How many replicas (copies) of that pod you want running.
How to roll out updates to the replicas whenever you make a change.
The Deployment will deploy your replicas, constantly monitor them, and automatically replace any replicas that fail. When you apply a change to your Deployment—e.g., change the Docker image tag—the Deployment will automatically roll that change out using one of several built-in strategies, such as rolling deployment and canary deployment.
Namespaces
Namespaces allow you to logically
partition your Kubernetes cluster into multiple virtual clusters. Every command you issue to the Kubernetes API Server
(e.g., via kubectl
) and almost every resource you create in Kubernetes (e.g., every pod) runs within a namespace; if
you don’t specify a namespace, the default
namespace is used. By granting users access only to specific namespaces
and by configuring your cluster to only allow connectivity between resources in the same namespace, you can use
namespaces as a lightweight way to group applications and provide some isolation between them.
Services and Service Discovery
Every pod in Kubernetes gets an IP address, but this IP could change every time the pod is redeployed. Moreover, you typically don’t want the IP of a single pod, but some way to talk to all the related pods that make up a logical service: e.g., if you have 3 replicas of your Node.js pod, what you really want is some way to have requests load balanced across all of these pods, even as the IPs of the individual pods or the number of pods changes.

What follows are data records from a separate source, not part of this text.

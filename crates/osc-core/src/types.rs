//! OSC data model: atomic values, messages, bundles and packets

use bytes::Bytes;
use serde::{Deserialize, Serialize};
use std::fmt;
use std::time::SystemTime;

use crate::address::Address;
use crate::codec::tag;
use crate::{Error, Result, TimeTag};

/// An OSC atomic value
#[derive(Debug, Clone, PartialEq, Serialize, Deserialize)]
pub enum Value {
    /// 32-bit two's-complement integer (`i`)
    Int(i32),
    /// IEEE-754 single precision float (`f`)
    Float(f32),
    /// Null-terminated string (`s`)
    String(String),
    /// Length-prefixed byte sequence (`b`)
    Blob(Vec<u8>),
    /// 64-bit NTP time tag (`t`)
    Time(TimeTag),
}

impl Value {
    /// Type tag character for this value
    pub fn type_tag(&self) -> char {
        match self {
            Value::Int(_) => tag::INT,
            Value::Float(_) => tag::FLOAT,
            Value::String(_) => tag::STRING,
            Value::Blob(_) => tag::BLOB,
            Value::Time(_) => tag::TIME,
        }
    }

    pub fn as_int(&self) -> Option<i32> {
        match self {
            Value::Int(i) => Some(*i),
            _ => None,
        }
    }

    pub fn as_float(&self) -> Option<f32> {
        match self {
            Value::Float(f) => Some(*f),
            _ => None,
        }
    }

    pub fn as_str(&self) -> Option<&str> {
        match self {
            Value::String(s) => Some(s),
            _ => None,
        }
    }

    pub fn as_blob(&self) -> Option<&[u8]> {
        match self {
            Value::Blob(b) => Some(b),
            _ => None,
        }
    }

    pub fn as_time(&self) -> Option<TimeTag> {
        match self {
            Value::Time(t) => Some(*t),
            _ => None,
        }
    }

    /// Coerce this value into the type named by `tag`
    pub fn coerce(self, tag: char) -> Result<Value> {
        let mismatch = |found: &Value| Error::TypeMismatch {
            tag,
            found: found.to_string(),
        };

        match (tag, self) {
            (tag::INT, Value::Int(i)) => Ok(Value::Int(i)),
            (tag::INT, Value::Float(f)) => Ok(Value::Int(f.trunc() as i32)),
            (tag::INT, Value::String(s)) => match s.trim().parse::<i32>() {
                Ok(i) => Ok(Value::Int(i)),
                Err(_) => Err(mismatch(&Value::String(s))),
            },
            (tag::FLOAT, Value::Float(f)) => Ok(Value::Float(f)),
            (tag::FLOAT, Value::Int(i)) => Ok(Value::Float(i as f32)),
            (tag::FLOAT, Value::String(s)) => match s.trim().parse::<f32>() {
                Ok(f) => Ok(Value::Float(f)),
                Err(_) => Err(mismatch(&Value::String(s))),
            },
            (tag::STRING, Value::Blob(b)) => Err(mismatch(&Value::Blob(b))),
            (tag::STRING, Value::String(s)) => Ok(Value::String(s)),
            (tag::STRING, other) => Ok(Value::String(other.to_string())),
            (tag::BLOB, Value::Blob(b)) => Ok(Value::Blob(b)),
            (tag::BLOB, Value::String(s)) => Ok(Value::Blob(s.into_bytes())),
            (tag::TIME, Value::Time(t)) => Ok(Value::Time(t)),
            (tag::INT | tag::FLOAT | tag::BLOB | tag::TIME, other) => Err(mismatch(&other)),
            (unknown, _) => Err(Error::UnknownTypeTag(unknown)),
        }
    }
}

impl fmt::Display for Value {
    fn fmt(&self, f: &mut fmt::Formatter<'_>) -> fmt::Result {
        match self {
            Value::Int(i) => write!(f, "{}", i),
            Value::Float(x) => write!(f, "{}", x),
            Value::String(s) => write!(f, "{}", s),
            Value::Blob(b) => write!(f, "<blob {} bytes>", b.len()),
            Value::Time(t) => write!(f, "{}", t),
        }
    }
}

impl From<i32> for Value {
    fn from(v: i32) -> Self {
        Value::Int(v)
    }
}

impl From<f32> for Value {
    fn from(v: f32) -> Self {
        Value::Float(v)
    }
}

impl From<&str> for Value {
    fn from(v: &str) -> Self {
        Value::String(v.to_string())
    }
}

impl From<String> for Value {
    fn from(v: String) -> Self {
        Value::String(v)
    }
}

impl From<Vec<u8>> for Value {
    fn from(v: Vec<u8>) -> Self {
        Value::Blob(v)
    }
}

impl From<&[u8]> for Value {
    fn from(v: &[u8]) -> Self {
        Value::Blob(v.to_vec())
    }
}

impl From<Bytes> for Value {
    fn from(v: Bytes) -> Self {
        Value::Blob(v.to_vec())
    }
}

impl From<TimeTag> for Value {
    fn from(v: TimeTag) -> Self {
        Value::Time(v)
    }
}

/// An OSC message: a literal address plus typed arguments
#[derive(Debug, Clone, PartialEq, Serialize, Deserialize)]
pub struct Message {
    address: String,
    args: Vec<Value>,
}

impl Message {
    /// Create a message, inferring each argument's type from its value
    pub fn new(address: impl Into<String>, args: Vec<Value>) -> Result<Self> {
        let address = address.into();
        Address::parse(&address)?;
        Ok(Self { address, args })
    }

    /// Create a message with explicit type tags, coercing each argument.
    ///
    /// A leading `,` in `tags` is optional.
    pub fn with_tags(address: impl Into<String>, tags: &str, args: Vec<Value>) -> Result<Self> {
        let tags = tags.strip_prefix(',').unwrap_or(tags);
        if tags.chars().count() != args.len() {
            return Err(Error::TypeMismatch {
                tag: ',',
                found: format!("{} tags for {} arguments", tags.chars().count(), args.len()),
            });
        }

        let args = tags
            .chars()
            .zip(args)
            .map(|(tag, arg)| arg.coerce(tag))
            .collect::<Result<Vec<_>>>()?;

        Self::new(address, args)
    }

    /// Decoded messages keep whatever `/`-prefixed address arrived on the wire
    pub(crate) fn from_wire(address: String, args: Vec<Value>) -> Self {
        Self { address, args }
    }

    /// Append an argument
    pub fn arg(mut self, value: impl Into<Value>) -> Self {
        self.args.push(value.into());
        self
    }

    pub fn address(&self) -> &str {
        &self.address
    }

    pub fn args(&self) -> &[Value] {
        &self.args
    }

    pub fn into_parts(self) -> (String, Vec<Value>) {
        (self.address, self.args)
    }

    /// Type tag string, e.g. `",ifs"`
    pub fn type_tags(&self) -> String {
        std::iter::once(',')
            .chain(self.args.iter().map(Value::type_tag))
            .collect()
    }
}

impl fmt::Display for Message {
    fn fmt(&self, f: &mut fmt::Formatter<'_>) -> fmt::Result {
        write!(f, "{} {}", self.address, self.type_tags())?;
        for arg in &self.args {
            write!(f, " {}", arg)?;
        }
        Ok(())
    }
}

/// A time-tagged collection of messages and nested bundles
#[derive(Debug, Clone, PartialEq, Serialize, Deserialize)]
pub struct Bundle {
    pub timetag: TimeTag,
    pub contents: Vec<Packet>,
}

impl Bundle {
    pub fn new(timetag: TimeTag, contents: Vec<Packet>) -> Self {
        Self { timetag, contents }
    }

    /// Bundle to be dispatched as soon as it is received
    pub fn immediate(contents: Vec<Packet>) -> Self {
        Self::new(TimeTag::IMMEDIATE, contents)
    }

    /// Bundle due at a wall-clock time
    pub fn at(time: SystemTime, contents: Vec<Packet>) -> Result<Self> {
        Ok(Self::new(TimeTag::try_from(time)?, contents))
    }

    /// Bundle from any input convertible to a time tag
    pub fn try_new<T>(time: T, contents: Vec<Packet>) -> Result<Self>
    where
        T: TryInto<TimeTag>,
        Error: From<T::Error>,
    {
        Ok(Self::new(time.try_into()?, contents))
    }

    pub fn len(&self) -> usize {
        self.contents.len()
    }

    pub fn is_empty(&self) -> bool {
        self.contents.is_empty()
    }

    pub fn iter(&self) -> std::slice::Iter<'_, Packet> {
        self.contents.iter()
    }
}

impl<'a> IntoIterator for &'a Bundle {
    type Item = &'a Packet;
    type IntoIter = std::slice::Iter<'a, Packet>;

    fn into_iter(self) -> Self::IntoIter {
        self.contents.iter()
    }
}

impl IntoIterator for Bundle {
    type Item = Packet;
    type IntoIter = std::vec::IntoIter<Packet>;

    fn into_iter(self) -> Self::IntoIter {
        self.contents.into_iter()
    }
}

/// The unit of transmission: exactly one message or one bundle
#[derive(Debug, Clone, PartialEq, Serialize, Deserialize)]
pub enum Packet {
    Message(Message),
    Bundle(Bundle),
}

impl Packet {
    pub fn as_message(&self) -> Option<&Message> {
        match self {
            Packet::Message(m) => Some(m),
            Packet::Bundle(_) => None,
        }
    }

    pub fn as_bundle(&self) -> Option<&Bundle> {
        match self {
            Packet::Bundle(b) => Some(b),
            Packet::Message(_) => None,
        }
    }
}

impl From<Message> for Packet {
    fn from(m: Message) -> Self {
        Packet::Message(m)
    }
}

impl From<Bundle> for Packet {
    fn from(b: Bundle) -> Self {
        Packet::Bundle(b)
    }
}
//! TCP transport implementation
//!
//! OSC over a stream needs explicit packet boundaries, so every packet is
//! preceded by a 4-byte big-endian length (see [`osc_core::frame`]).

use async_trait::async_trait;
use bytes::{Buf, Bytes, BytesMut};
use osc_core::frame;
use parking_lot::Mutex;
use std::net::SocketAddr;
use std::sync::Arc;
use tokio::io::{AsyncReadExt, AsyncWriteExt};
use tokio::net::tcp::{OwnedReadHalf, OwnedWriteHalf};
use tokio::net::{TcpListener, TcpStream};
use tokio::sync::mpsc;
use tracing::{debug, error, info};

use crate::error::{Result, TransportError};
use crate::traits::{TransportEvent, TransportReceiver, TransportSender, TransportServer};

/// Default channel buffer size for TCP connections
const DEFAULT_CHANNEL_BUFFER_SIZE: usize = 1000;

/// TCP configuration
#[derive(Debug, Clone)]
pub struct TcpConfig {
    /// Largest accepted frame payload
    pub max_packet_size: usize,
    /// Initial read buffer size
    pub read_buffer_size: usize,
    /// Keep-alive interval in seconds (0 = disabled)
    pub keepalive_secs: u64,
}

impl Default for TcpConfig {
    fn default() -> Self {
        Self {
            max_packet_size: frame::DEFAULT_MAX_PACKET_SIZE,
            read_buffer_size: 8192,
            keepalive_secs: 30,
        }
    }
}

/// TCP client transport
pub struct TcpTransport {
    config: TcpConfig,
}

impl TcpTransport {
    pub fn new() -> Self {
        Self {
            config: TcpConfig::default(),
        }
    }

    pub fn with_config(config: TcpConfig) -> Self {
        Self { config }
    }

    /// Connect to a TCP peer
    pub async fn connect(&self, addr: &str) -> Result<(TcpSender, TcpReceiver)> {
        info!("Connecting to TCP: {}", addr);

        let stream = TcpStream::connect(addr)
            .await
            .map_err(|e| TransportError::ConnectionFailed(e.to_string()))?;

        let (sender, receiver) = spawn_connection(stream, &self.config);
        info!("TCP connected to {}", addr);
        Ok((sender, receiver))
    }
}

impl Default for TcpTransport {
    fn default() -> Self {
        Self::new()
    }
}

fn set_keepalive(stream: &TcpStream, secs: u64) {
    if secs == 0 {
        return;
    }
    let socket = socket2::SockRef::from(stream);
    let keepalive = socket2::TcpKeepalive::new().with_time(std::time::Duration::from_secs(secs));
    if let Err(e) = socket.set_tcp_keepalive(&keepalive) {
        debug!("Failed to enable TCP keepalive: {}", e);
    }
}

fn spawn_connection(stream: TcpStream, config: &TcpConfig) -> (TcpSender, TcpReceiver) {
    set_keepalive(&stream, config.keepalive_secs);

    let connected = Arc::new(Mutex::new(true));
    let (outgoing_tx, outgoing_rx) = mpsc::channel::<Bytes>(DEFAULT_CHANNEL_BUFFER_SIZE);
    let (incoming_tx, incoming_rx) = mpsc::channel::<TransportEvent>(DEFAULT_CHANNEL_BUFFER_SIZE);

    let sender = TcpSender {
        tx: outgoing_tx,
        connected: Arc::clone(&connected),
    };
    let receiver = TcpReceiver { rx: incoming_rx };

    let io = IoLoop {
        max_size: config.max_packet_size,
        read_buf: BytesMut::with_capacity(config.read_buffer_size),
        connected,
    };

    tokio::spawn(async move {
        let (reader, writer) = stream.into_split();
        io.run(reader, writer, outgoing_rx, incoming_tx).await;
    });

    (sender, receiver)
}

struct IoLoop {
    max_size: usize,
    read_buf: BytesMut,
    connected: Arc<Mutex<bool>>,
}

impl IoLoop {
    async fn run(
        mut self,
        mut reader: OwnedReadHalf,
        mut writer: OwnedWriteHalf,
        mut outgoing_rx: mpsc::Receiver<Bytes>,
        incoming_tx: mpsc::Sender<TransportEvent>,
    ) {
        loop {
            tokio::select! {
                outgoing = outgoing_rx.recv() => {
                    let Some(data) = outgoing else {
                        debug!("TCP sender dropped");
                        break;
                    };
                    let framed = match frame::encode(&data) {
                        Ok(framed) => framed,
                        Err(e) => {
                            error!("TCP frame error: {}", e);
                            continue;
                        }
                    };
                    if let Err(e) = writer.write_all(&framed).await {
                        error!("TCP write error: {}", e);
                        break;
                    }
                }

                result = reader.read_buf(&mut self.read_buf) => {
                    match result {
                        Ok(0) => {
                            debug!("TCP connection closed");
                            let _ = incoming_tx.send(TransportEvent::Disconnected { reason: None }).await;
                            break;
                        }
                        Ok(_) => {
                            if let Err(reason) = self.drain_frames(&incoming_tx).await {
                                let _ = incoming_tx
                                    .send(TransportEvent::Disconnected { reason: Some(reason) })
                                    .await;
                                break;
                            }
                        }
                        Err(e) => {
                            error!("TCP read error: {}", e);
                            let _ = incoming_tx.send(TransportEvent::Error(e.to_string())).await;
                            break;
                        }
                    }
                }
            }
        }

        *self.connected.lock() = false;
    }

    /// Forward every complete frame in the read buffer
    async fn drain_frames(
        &mut self,
        incoming_tx: &mpsc::Sender<TransportEvent>,
    ) -> std::result::Result<(), String> {
        loop {
            match frame::check_complete(&self.read_buf, self.max_size) {
                Ok(Some(total)) => {
                    let mut chunk = self.read_buf.split_to(total);
                    chunk.advance(frame::HEADER_SIZE);
                    let event = TransportEvent::from_bytes(chunk.freeze());
                    if incoming_tx.send(event).await.is_err() {
                        return Err("receiver dropped".into());
                    }
                }
                Ok(None) => return Ok(()),
                Err(e) => {
                    error!("TCP frame rejected: {}", e);
                    return Err(e.to_string());
                }
            }
        }
    }
}

/// TCP sender for writing packets
pub struct TcpSender {
    tx: mpsc::Sender<Bytes>,
    connected: Arc<Mutex<bool>>,
}

#[async_trait]
impl TransportSender for TcpSender {
    async fn send(&self, data: Bytes) -> Result<()> {
        if !*self.connected.lock() {
            return Err(TransportError::NotConnected);
        }

        self.tx
            .send(data)
            .await
            .map_err(|_| TransportError::ConnectionClosed)
    }

    fn is_connected(&self) -> bool {
        *self.connected.lock()
    }

    async fn close(&self) -> Result<()> {
        *self.connected.lock() = false;
        Ok(())
    }
}

/// TCP receiver for reading packets
pub struct TcpReceiver {
    rx: mpsc::Receiver<TransportEvent>,
}

#[async_trait]
impl TransportReceiver for TcpReceiver {
    async fn recv(&mut self) -> Option<TransportEvent> {
        self.rx.recv().await
    }
}

/// TCP server for accepting connections
pub struct TcpServer {
    listener: TcpListener,
    config: TcpConfig,
}

impl TcpServer {
    /// Bind to an address and create a new TCP server
    pub async fn bind(addr: &str) -> Result<Self> {
        Self::bind_with_config(addr, TcpConfig::default()).await
    }

    /// Bind with custom configuration
    pub async fn bind_with_config(addr: &str, config: TcpConfig) -> Result<Self> {
        let listener = TcpListener::bind(addr)
            .await
            .map_err(|e| TransportError::BindFailed(format!("{}: {}", addr, e)))?;

        info!("TCP server listening on {}", addr);

        Ok(Self { listener, config })
    }
}

#[async_trait]
impl TransportServer for TcpServer {
    type Sender = TcpSender;
    type Receiver = TcpReceiver;

    async fn accept(&mut self) -> Result<(Self::Sender, Self::Receiver, SocketAddr)> {
        let (stream, peer_addr) = self
            .listener
            .accept()
            .await
            .map_err(|e| TransportError::AcceptFailed(e.to_string()))?;

        info!("TCP connection accepted from {}", peer_addr);

        let (sender, receiver) = spawn_connection(stream, &self.config);
        Ok((sender, receiver, peer_addr))
    }

    fn local_addr(&self) -> Result<SocketAddr> {
        self.listener.local_addr().map_err(TransportError::Io)
    }
}

#[cfg(test)]
mod tests {
    use super::*;
    use osc_core::{Message, Packet};

    #[test]
    fn test_tcp_config_default() {
        let config = TcpConfig::default();
        assert_eq!(config.max_packet_size, 64 * 1024);
        assert_eq!(config.read_buffer_size, 8192);
        assert_eq!(config.keepalive_secs, 30);
    }

    #[tokio::test]
    async fn test_tcp_echo() {
        let mut server = TcpServer::bind("127.0.0.1:0").await.unwrap();
        let addr = server.local_addr().unwrap();

        let accept_handle = tokio::spawn(async move {
            let (sender, mut receiver, _peer) = server.accept().await.unwrap();
            if let Some(TransportEvent::Packet(packet)) = receiver.recv().await {
                sender.send_packet(&packet).await.unwrap();
            }
            (sender, receiver)
        });

        let transport = TcpTransport::new();
        let (client_sender, mut client_receiver) =
            transport.connect(&addr.to_string()).await.unwrap();

        let packet = Packet::from(Message::new("/echo", vec!["hi".into()]).unwrap());
        client_sender.send_packet(&packet).await.unwrap();

        match client_receiver.recv().await {
            Some(TransportEvent::Packet(received)) => assert_eq!(received, packet),
            other => panic!("Expected packet, got {:?}", other),
        }

        client_sender.close().await.unwrap();
        let _ = accept_handle.await;
    }
}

To do this, you can create a Kubernetes service,
which can provide a single endpoint in front of a set of pods, and automatically load balance and route traffic to the
right destinations, even as the underlying pods change and move around. Your apps can then discover other services
(service discovery) by getting the endpoint IP from an environment variable and/or via DNS (the latter is typically
provided by a Kubernetes cluster add-on). For example, if your Node.js pods need to talk to some pods running a Java
backend, you could configure a service called backend
in front of the Java pods, and the Node.js apps will be able to
talk to the backend by sending requests to backend.<NAMESPACE>.svc.cluster.local
, where <NAMESPACE>
is the name of
your Kubernetes namespace.
Configuration and secrets
To allow you to use the same container in different environments with different settings (e.g., dev, stage, prod), you can use a ConfigMap, which is a map of key/value pairs where the values can be strings or even entire files. Kubernetes stores ConfigMaps in etcd and can expose specific key/value pairs or the contents of the entire ConfigMap to your containers as either environment variables or files mounted in a volume.
If you need to pass sensitive information to your containers (e.g., credentials or API keys), you can instead use a Kubernetes Secret. Secrets work more or less the same way as ConfigMaps—i.e., they contain key/value pairs and can be exposed to containers as environment variables or files—with the main difference being that:
When exposing a secret to your containers, Kubernetes ensures the secret is only ever stored in memory. If you’re exposing the secret as a file mounted in a volume, Kubernetes will use a volume backed by tmpfs, a RAM-backed filesystem, to ensure the secret is never written to disk.
Kubernetes stores Secrets in an encrypted form in etcd.
info
etcd encryption is only available as of Kubernetes 1.13 and not available out of the box on all Kubernetes platforms (older versions of Kubernetes stored secrets unencrypted!).